ACTIVITY: A complete and exact copy of the data below is the task.

Data items:
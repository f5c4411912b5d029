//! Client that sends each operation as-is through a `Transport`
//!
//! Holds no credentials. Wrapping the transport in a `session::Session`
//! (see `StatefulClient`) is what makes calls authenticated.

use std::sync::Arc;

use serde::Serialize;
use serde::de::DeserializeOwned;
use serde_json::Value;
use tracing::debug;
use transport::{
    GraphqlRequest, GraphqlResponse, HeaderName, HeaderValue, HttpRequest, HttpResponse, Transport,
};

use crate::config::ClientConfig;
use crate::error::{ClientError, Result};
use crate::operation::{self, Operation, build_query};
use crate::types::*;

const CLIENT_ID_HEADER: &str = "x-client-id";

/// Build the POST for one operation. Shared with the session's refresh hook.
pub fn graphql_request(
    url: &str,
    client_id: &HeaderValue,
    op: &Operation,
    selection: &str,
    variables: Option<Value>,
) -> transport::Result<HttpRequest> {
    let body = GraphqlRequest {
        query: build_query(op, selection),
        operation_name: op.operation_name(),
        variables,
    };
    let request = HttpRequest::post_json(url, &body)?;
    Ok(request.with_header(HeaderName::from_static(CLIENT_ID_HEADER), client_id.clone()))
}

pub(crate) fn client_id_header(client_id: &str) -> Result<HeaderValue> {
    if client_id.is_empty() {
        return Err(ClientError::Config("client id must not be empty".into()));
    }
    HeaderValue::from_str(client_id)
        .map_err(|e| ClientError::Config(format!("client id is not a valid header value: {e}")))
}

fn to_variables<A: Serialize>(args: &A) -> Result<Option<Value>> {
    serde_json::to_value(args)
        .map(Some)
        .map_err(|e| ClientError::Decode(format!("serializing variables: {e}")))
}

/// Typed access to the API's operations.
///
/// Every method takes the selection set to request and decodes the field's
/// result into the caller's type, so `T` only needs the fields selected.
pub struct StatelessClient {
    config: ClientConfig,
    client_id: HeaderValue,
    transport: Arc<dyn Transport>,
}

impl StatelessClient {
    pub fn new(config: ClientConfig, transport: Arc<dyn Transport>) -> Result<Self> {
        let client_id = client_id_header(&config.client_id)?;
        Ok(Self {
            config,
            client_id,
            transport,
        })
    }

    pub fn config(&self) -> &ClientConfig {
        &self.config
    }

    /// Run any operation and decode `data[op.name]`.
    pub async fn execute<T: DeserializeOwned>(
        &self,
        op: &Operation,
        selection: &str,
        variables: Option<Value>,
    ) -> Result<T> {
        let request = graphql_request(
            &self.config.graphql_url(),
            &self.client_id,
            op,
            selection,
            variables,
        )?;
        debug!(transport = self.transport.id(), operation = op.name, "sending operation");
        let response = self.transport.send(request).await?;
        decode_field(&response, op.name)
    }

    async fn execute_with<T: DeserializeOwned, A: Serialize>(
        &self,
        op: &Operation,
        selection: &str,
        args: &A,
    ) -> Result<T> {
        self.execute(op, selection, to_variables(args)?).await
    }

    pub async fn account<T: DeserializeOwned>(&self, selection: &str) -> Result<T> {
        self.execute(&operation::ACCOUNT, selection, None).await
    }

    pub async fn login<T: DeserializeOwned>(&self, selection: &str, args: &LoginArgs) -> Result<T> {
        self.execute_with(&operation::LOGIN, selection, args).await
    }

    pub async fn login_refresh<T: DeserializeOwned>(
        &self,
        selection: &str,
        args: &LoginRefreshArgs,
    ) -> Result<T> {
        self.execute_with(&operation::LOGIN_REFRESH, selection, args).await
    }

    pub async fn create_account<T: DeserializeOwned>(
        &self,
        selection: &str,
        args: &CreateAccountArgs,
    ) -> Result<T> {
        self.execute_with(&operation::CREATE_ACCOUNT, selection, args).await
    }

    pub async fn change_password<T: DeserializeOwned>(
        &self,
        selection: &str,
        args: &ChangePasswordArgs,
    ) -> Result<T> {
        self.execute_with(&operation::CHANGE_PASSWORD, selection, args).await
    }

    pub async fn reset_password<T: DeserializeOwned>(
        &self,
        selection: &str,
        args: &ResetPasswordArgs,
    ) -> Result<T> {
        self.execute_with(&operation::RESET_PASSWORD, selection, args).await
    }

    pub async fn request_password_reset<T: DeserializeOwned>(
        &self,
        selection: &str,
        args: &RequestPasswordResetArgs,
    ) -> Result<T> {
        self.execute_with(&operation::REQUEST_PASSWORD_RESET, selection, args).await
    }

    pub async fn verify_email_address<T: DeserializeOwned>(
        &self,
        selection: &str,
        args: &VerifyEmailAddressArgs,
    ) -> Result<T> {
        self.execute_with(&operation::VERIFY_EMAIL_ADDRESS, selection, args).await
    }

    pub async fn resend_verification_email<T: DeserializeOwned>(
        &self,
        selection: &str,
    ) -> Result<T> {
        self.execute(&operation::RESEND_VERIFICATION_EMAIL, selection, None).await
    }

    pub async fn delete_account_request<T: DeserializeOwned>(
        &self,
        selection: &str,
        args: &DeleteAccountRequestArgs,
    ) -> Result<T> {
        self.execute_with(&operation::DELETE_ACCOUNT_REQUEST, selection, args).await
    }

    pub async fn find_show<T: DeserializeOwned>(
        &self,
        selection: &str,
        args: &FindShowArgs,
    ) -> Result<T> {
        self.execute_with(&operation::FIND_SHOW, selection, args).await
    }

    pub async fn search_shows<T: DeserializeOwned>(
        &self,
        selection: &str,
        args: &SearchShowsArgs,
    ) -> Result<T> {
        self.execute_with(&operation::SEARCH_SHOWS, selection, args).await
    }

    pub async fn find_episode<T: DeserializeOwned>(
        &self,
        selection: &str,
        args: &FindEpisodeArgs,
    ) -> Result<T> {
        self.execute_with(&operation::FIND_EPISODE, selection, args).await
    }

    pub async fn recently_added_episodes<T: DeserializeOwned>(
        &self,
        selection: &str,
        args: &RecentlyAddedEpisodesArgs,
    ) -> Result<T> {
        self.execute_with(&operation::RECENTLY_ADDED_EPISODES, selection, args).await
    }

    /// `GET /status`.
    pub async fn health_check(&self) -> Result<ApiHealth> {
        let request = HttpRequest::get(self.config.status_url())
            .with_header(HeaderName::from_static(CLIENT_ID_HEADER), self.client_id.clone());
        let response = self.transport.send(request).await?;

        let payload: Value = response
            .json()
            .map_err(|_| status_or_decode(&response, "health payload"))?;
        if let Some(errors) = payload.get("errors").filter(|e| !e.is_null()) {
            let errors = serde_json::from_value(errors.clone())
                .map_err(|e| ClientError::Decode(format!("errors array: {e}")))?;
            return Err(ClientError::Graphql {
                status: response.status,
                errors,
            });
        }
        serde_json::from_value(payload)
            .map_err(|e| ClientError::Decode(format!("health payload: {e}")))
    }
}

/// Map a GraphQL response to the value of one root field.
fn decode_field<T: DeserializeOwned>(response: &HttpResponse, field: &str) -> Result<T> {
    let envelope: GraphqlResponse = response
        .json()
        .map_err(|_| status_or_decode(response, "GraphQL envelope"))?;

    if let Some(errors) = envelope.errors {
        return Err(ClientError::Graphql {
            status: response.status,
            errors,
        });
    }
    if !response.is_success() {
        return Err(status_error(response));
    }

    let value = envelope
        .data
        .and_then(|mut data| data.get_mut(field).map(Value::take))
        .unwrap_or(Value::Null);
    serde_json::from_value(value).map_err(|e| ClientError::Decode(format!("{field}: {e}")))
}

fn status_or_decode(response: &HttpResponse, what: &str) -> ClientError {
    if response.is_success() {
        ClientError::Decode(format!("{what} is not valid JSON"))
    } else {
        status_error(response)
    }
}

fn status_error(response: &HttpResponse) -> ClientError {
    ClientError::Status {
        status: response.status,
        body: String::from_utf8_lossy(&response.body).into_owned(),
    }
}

EXPECTED OUTPUT:
repository f5c4411912b5d029
//! Client that sends each operation as-is through a `Transport`
//!
//! Holds no credentials. Wrapping the transport in a `session::Session`
//! (see `StatefulClient`) is what makes calls authenticated.

use std::sync::Arc;

use serde::Serialize;
use serde::de::DeserializeOwned;
use serde_json::Value;
use tracing::debug;
use transport::{
    GraphqlRequest, GraphqlResponse, HeaderName, HeaderValue, HttpRequest, HttpResponse, Transport,
};

use crate::config::ClientConfig;
use crate::error::{ClientError, Result};
use crate::operation::{self, Operation, build_query};
use crate::types::*;

const CLIENT_ID_HEADER: &str = "x-client-id";

/// Build the POST for one operation. Shared with the session's refresh hook.
pub fn graphql_request(
    url: &str,
    client_id: &HeaderValue,
    op: &Operation,
    selection: &str,
    variables: Option<Value>,
) -> transport::Result<HttpRequest> {
    let body = GraphqlRequest {
        query: build_query(op, selection),
        operation_name: op.operation_name(),
        variables,
    };
    let request = HttpRequest::post_json(url, &body)?;
    Ok(request.with_header(HeaderName::from_static(CLIENT_ID_HEADER), client_id.clone()))
}

pub(crate) fn client_id_header(client_id: &str) -> Result<HeaderValue> {
    if client_id.is_empty() {
        return Err(ClientError::Config("client id must not be empty".into()));
    }
    HeaderValue::from_str(client_id)
        .map_err(|e| ClientError::Config(format!("client id is not a valid header value: {e}")))
}

fn to_variables<A: Serialize>(args: &A) -> Result<Option<Value>> {
    serde_json::to_value(args)
        .map(Some)
        .map_err(|e| ClientError::Decode(format!("serializing variables: {e}")))
}

/// Typed access to the API's operations.
///
/// Every method takes the selection set to request and decodes the field's
/// result into the caller's type, so `T` only needs the fields selected.
pub struct StatelessClient {
    config: ClientConfig,
    client_id: HeaderValue,
    transport: Arc<dyn Transport>,
}

impl StatelessClient {
    pub fn new(config: ClientConfig, transport: Arc<dyn Transport>) -> Result<Self> {
        let client_id = client_id_header(&config.client_id)?;
        Ok(Self {
            config,
            client_id,
            transport,
        })
    }

    pub fn config(&self) -> &ClientConfig {
        &self.config
    }

    /// Run any operation and decode `data[op.name]`.
    pub async fn execute<T: DeserializeOwned>(
        &self,
        op: &Operation,
        selection: &str,
        variables: Option<Value>,
    ) -> Result<T> {
        let request = graphql_request(
            &self.config.graphql_url(),
            &self.client_id,
            op,
            selection,
            variables,
        )?;
        debug!(transport = self.transport.id(), operation = op.name, "sending operation");
        let response = self.transport.send(request).await?;
        decode_field(&response, op.name)
    }

    async fn execute_with<T: DeserializeOwned, A: Serialize>(
        &self,
        op: &Operation,
        selection: &str,
        args: &A,
    ) -> Result<T> {
        self.execute(op, selection, to_variables(args)?).await
    }

    pub async fn account<T: DeserializeOwned>(&self, selection: &str) -> Result<T> {
        self.execute(&operation::ACCOUNT, selection, None).await
    }

    pub async fn login<T: DeserializeOwned>(&self, selection: &str, args: &LoginArgs) -> Result<T> {
        self.execute_with(&operation::LOGIN, selection, args).await
    }

    pub async fn login_refresh<T: DeserializeOwned>(
        &self,
        selection: &str,
        args: &LoginRefreshArgs,
    ) -> Result<T> {
        self.execute_with(&operation::LOGIN_REFRESH, selection, args).await
    }

    pub async fn create_account<T: DeserializeOwned>(
        &self,
        selection: &str,
        args: &CreateAccountArgs,
    ) -> Result<T> {
        self.execute_with(&operation::CREATE_ACCOUNT, selection, args).await
    }

    pub async fn change_password<T: DeserializeOwned>(
        &self,
        selection: &str,
        args: &ChangePasswordArgs,
    ) -> Result<T> {
        self.execute_with(&operation::CHANGE_PASSWORD, selection, args).await
    }

    pub async fn reset_password<T: DeserializeOwned>(
        &self,
        selection: &str,
        args: &ResetPasswordArgs,
    ) -> Result<T> {
        self.execute_with(&operation::RESET_PASSWORD, selection, args).await
    }

    pub async fn request_password_reset<T: DeserializeOwned>(
        &self,
        selection: &str,
        args: &RequestPasswordResetArgs,
    ) -> Result<T> {
        self.execute_with(&operation::REQUEST_PASSWORD_RESET, selection, args).await
    }

    pub async fn verify_email_address<T: DeserializeOwned>(
        &self,
        selection: &str,
        args: &VerifyEmailAddressArgs,
    ) -> Result<T> {
        self.execute_with(&operation::VERIFY_EMAIL_ADDRESS, selection, args).await
    }

    pub async fn resend_verification_email<T: DeserializeOwned>(
        &self,
        selection: &str,
    ) -> Result<T> {
        self.execute(&operation::RESEND_VERIFICATION_EMAIL, selection, None).await
    }

    pub async fn delete_account_request<T: DeserializeOwned>(
        &self,
        selection: &str,
        args: &DeleteAccountRequestArgs,
    ) -> Result<T> {
        self.execute_with(&operation::DELETE_ACCOUNT_REQUEST, selection, args).await
    }

    pub async fn find_show<T: DeserializeOwned>(
        &self,
        selection: &str,
        args: &FindShowArgs,
    ) -> Result<T> {
        self.execute_with(&operation::FIND_SHOW, selection, args).await
    }

    pub async fn search_shows<T: DeserializeOwned>(
        &self,
        selection: &str,
        args: &SearchShowsArgs,
    ) -> Result<T> {
        self.execute_with(&operation::SEARCH_SHOWS, selection, args).await
    }

    pub async fn find_episode<T: DeserializeOwned>(
        &self,
        selection: &str,
        args: &FindEpisodeArgs,
    ) -> Result<T> {
        self.execute_with(&operation::FIND_EPISODE, selection, args).await
    }

    pub async fn recently_added_episodes<T: DeserializeOwned>(
        &self,
        selection: &str,
        args: &RecentlyAddedEpisodesArgs,
    ) -> Result<T> {
        self.execute_with(&operation::RECENTLY_ADDED_EPISODES, selection, args).await
    }

    /// `GET /status`.
    pub async fn health_check(&self) -> Result<ApiHealth> {
        let request = HttpRequest::get(self.config.status_url())
            .with_header(HeaderName::from_static(CLIENT_ID_HEADER), self.client_id.clone());
        let response = self.transport.send(request).await?;

        let payload: Value = response
            .json()
            .map_err(|_| status_or_decode(&response, "health payload"))?;
        if let Some(errors) = payload.get("errors").filter(|e| !e.is_null()) {
            let errors = serde_json::from_value(errors.clone())
                .map_err(|e| ClientError::Decode(format!("errors array: {e}")))?;
            return Err(ClientError::Graphql {
                status: response.status,
                errors,
            });
        }
        serde_json::from_value(payload)
            .map_err(|e| ClientError::Decode(format!("health payload: {e}")))
    }
}

/// Map a GraphQL response to the value of one root field.
fn decode_field<T: DeserializeOwned>(response: &HttpResponse, field: &str) -> Result<T> {
    let envelope: GraphqlResponse = response
        .json()
        .map_err(|_| status_or_decode(response, "GraphQL envelope"))?;

    if let Some(errors) = envelope.errors {
        return Err(ClientError::Graphql {
            status: response.status,
            errors,
        });
    }
    if !response.is_success() {
        return Err(status_error(response));
    }

    let value = envelope
        .data
        .and_then(|mut data| data.get_mut(field).map(Value::take))
        .unwrap_or(Value::Null);
    serde_json::from_value(value).map_err(|e| ClientError::Decode(format!("{field}: {e}")))
}

fn status_or_decode(response: &HttpResponse, what: &str) -> ClientError {
    if response.is_success() {
        ClientError::Decode(format!("{what} is not valid JSON"))
    } else {
        status_error(response)
    }
}

fn status_error(response: &HttpResponse) -> ClientError {
    ClientError::Status {
        status: response.status,
        body: String::from_utf8_lossy(&response.body).into_owned(),
    }
}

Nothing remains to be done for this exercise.